The children will be given a gift card to a local toy store for their participation. Response: In this case, there are ethical and non-ethical aspects detected in this experiment. The unethical aspects of this experiment consist of Dr. Hames offering the parents of the children a $250 incentive if they will agree to allow their children to participate in this study. Rule 1 of the APA Ethics Guideline for Human Research states that no coercion must be performed and that participation must be absolutely voluntary. Offering money to the parents and a gift card to a local toy store almost seems like bribery and therefore falls under coercion.
Touching upon the risk factors, although the participants will experience temporary discomfort, there is no long term mental or physical harm that can come to the children by a one night sleep deprivation experiment. Over all, this seems to appear to be ethical, although I am not sure if compensation is considered ethical. Case 4: Professor Lennon is planning to do a research study to show the outcome of a serious back injury involving the spine and the possible effects on the part of the brain affecting balance and coordination.
To conduct her study, she will need volunteers to have a painful spinal tap procedure which would simulate the damage associated with severe back injuries. The spinal taps have a slight chance of causing severe pain that could last for several days. There is also a very slight risk of nerve damage that could cause some short-term paralysis. Subjects will be informed of the risks involved and will be paid $1200 for the spinal tap and for a six night stay that will be required to evaluate the outcome after this procedure.
This is also one of those cases where some things are ethical and others not. The fact that the spinal taps will cause severe pain that could last for days sounds unethical, however, it if it is short term, some boards may consider it ethical, especially if the participants are briefed on the experiment before the experiment takes place and they are compliant. The chance that there is also risk of nerve damage that could cause short term paralysis is questionable. What is the operative term for “short term paralysis”?

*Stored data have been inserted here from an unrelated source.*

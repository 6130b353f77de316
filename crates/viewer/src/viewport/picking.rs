use glam::Vec3;

use super::mesh::MeshData;
use crate::normalize::{MeshId, MeshSet};

/// A ray in world space
#[derive(Clone, Copy, Debug)]
pub struct Ray {
    pub origin: Vec3,
    pub direction: Vec3,
}

impl Ray {
    /// Point at parameter `t` along the ray
    pub fn at(&self, t: f32) -> Vec3 {
        self.origin + self.direction * t
    }
}

/// Axis-aligned bounding box
#[derive(Clone, Copy, Debug, PartialEq)]
pub struct Aabb {
    pub min: Vec3,
    pub max: Vec3,
}

impl Aabb {
    /// Compute AABB from MeshData positions
    pub fn from_mesh(data: &MeshData) -> Self {
        let mut min = Vec3::splat(f32::MAX);
        let mut max = Vec3::splat(f32::MIN);

        for i in 0..data.vertex_count() {
            let p = data.position(i);
            min = min.min(p);
            max = max.max(p);
        }

        Self { min, max }
    }

    /// False for the inverted box produced by an empty mesh
    pub fn is_valid(&self) -> bool {
        self.min.cmple(self.max).all()
    }

    /// Center of the bounding box
    pub fn center(&self) -> Vec3 {
        (self.min + self.max) * 0.5
    }

    pub fn size(&self) -> Vec3 {
        self.max - self.min
    }

    /// Smallest box containing both
    pub fn union(&self, other: &Aabb) -> Aabb {
        Aabb {
            min: self.min.min(other.min),
            max: self.max.max(other.max),
        }
    }
}

/// Ray-AABB intersection using the slab method.
/// Returns the distance along the ray to the nearest hit, or None.
pub fn ray_aabb(ray: &Ray, aabb: &Aabb) -> Option<f32> {
    let inv_dir = Vec3::new(
        1.0 / ray.direction.x,
        1.0 / ray.direction.y,
        1.0 / ray.direction.z,
    );

    let t1 = (aabb.min.x - ray.origin.x) * inv_dir.x;
    let t2 = (aabb.max.x - ray.origin.x) * inv_dir.x;
    let t3 = (aabb.min.y - ray.origin.y) * inv_dir.y;
    let t4 = (aabb.max.y - ray.origin.y) * inv_dir.y;
    let t5 = (aabb.min.z - ray.origin.z) * inv_dir.z;
    let t6 = (aabb.max.z - ray.origin.z) * inv_dir.z;

    let tmin = t1.min(t2).max(t3.min(t4)).max(t5.min(t6));
    let tmax = t1.max(t2).min(t3.max(t4)).min(t5.max(t6));

    if tmax < 0.0 || tmin > tmax {
        return None;
    }

    Some(if tmin < 0.0 { tmax } else { tmin })
}

/// Möller-Trumbore ray-triangle intersection algorithm.
/// Returns the distance along the ray if hit, or None if no intersection.
/// Both faces count as hits.
pub fn ray_triangle_intersect(ray: &Ray, v0: Vec3, v1: Vec3, v2: Vec3) -> Option<f32> {
    const EPSILON: f32 = 1e-7;

    let edge1 = v1 - v0;
    let edge2 = v2 - v0;
    let h = ray.direction.cross(edge2);
    let a = edge1.dot(h);

    // Ray is parallel to triangle
    if a.abs() < EPSILON {
        return None;
    }

    let f = 1.0 / a;
    let s = ray.origin - v0;
    let u = f * s.dot(h);

    if !(0.0..=1.0).contains(&u) {
        return None;
    }

    let q = s.cross(edge1);
    let v = f * ray.direction.dot(q);

    if v < 0.0 || u + v > 1.0 {
        return None;
    }

    let t = f * edge2.dot(q);

    // Intersection is behind ray origin
    if t > EPSILON {
        Some(t)
    } else {
        None
    }
}

/// Result of picking a triangle in a mesh
#[derive(Clone, Debug)]
pub struct TriangleHit {
    /// Index of the triangle (into mesh.indices / 3)
    pub triangle_index: usize,
    /// Distance from ray origin to hit point
    pub distance: f32,
}

/// Find the nearest triangle in a mesh intersected by the ray.
pub fn pick_triangle(ray: &Ray, mesh: &MeshData) -> Option<TriangleHit> {
    let mut best: Option<TriangleHit> = None;

    for tri_idx in 0..mesh.triangle_count() {
        let [v0, v1, v2] = mesh.triangle(tri_idx);
        if let Some(dist) = ray_triangle_intersect(ray, v0, v1, v2) {
            if best.as_ref().is_none_or(|b| dist < b.distance) {
                best = Some(TriangleHit {
                    triangle_index: tri_idx,
                    distance: dist,
                });
            }
        }
    }

    best
}

/// A ray hit on one mesh record
#[derive(Clone, Debug)]
pub struct Intersection {
    pub mesh: MeshId,
    pub distance: f32,
    pub triangle_index: usize,
    pub point: Vec3,
}

/// Intersect the ray with every pickable mesh.
/// One entry per mesh (its nearest triangle), sorted nearest first.
pub fn intersect_meshes(ray: &Ray, meshes: &MeshSet) -> Vec<Intersection> {
    let mut hits: Vec<Intersection> = meshes
        .iter()
        .filter(|record| record.pickable)
        .filter(|record| ray_aabb(ray, &record.bounds).is_some())
        .filter_map(|record| {
            pick_triangle(ray, &record.geometry).map(|hit| Intersection {
                mesh: record.id,
                distance: hit.distance,
                triangle_index: hit.triangle_index,
                point: ray.at(hit.distance),
            })
        })
        .collect();

    hits.sort_by(|a, b| a.distance.total_cmp(&b.distance));
    hits
}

By short term, does that mean 3 months? 2 weeks? 1 year? They are all temporary medically, but ethically, is it long term? Then again, the fact that the subjects will be informed of the risks beforehand and then compensated is sketchy. Is compensation considered ethical? That could be considered coercion, although if the participants agree, then it is voluntary. The harm and risk factor are the most concerning, because of the severity of the pain and the damage, because of this factor this does not appear to be ethical.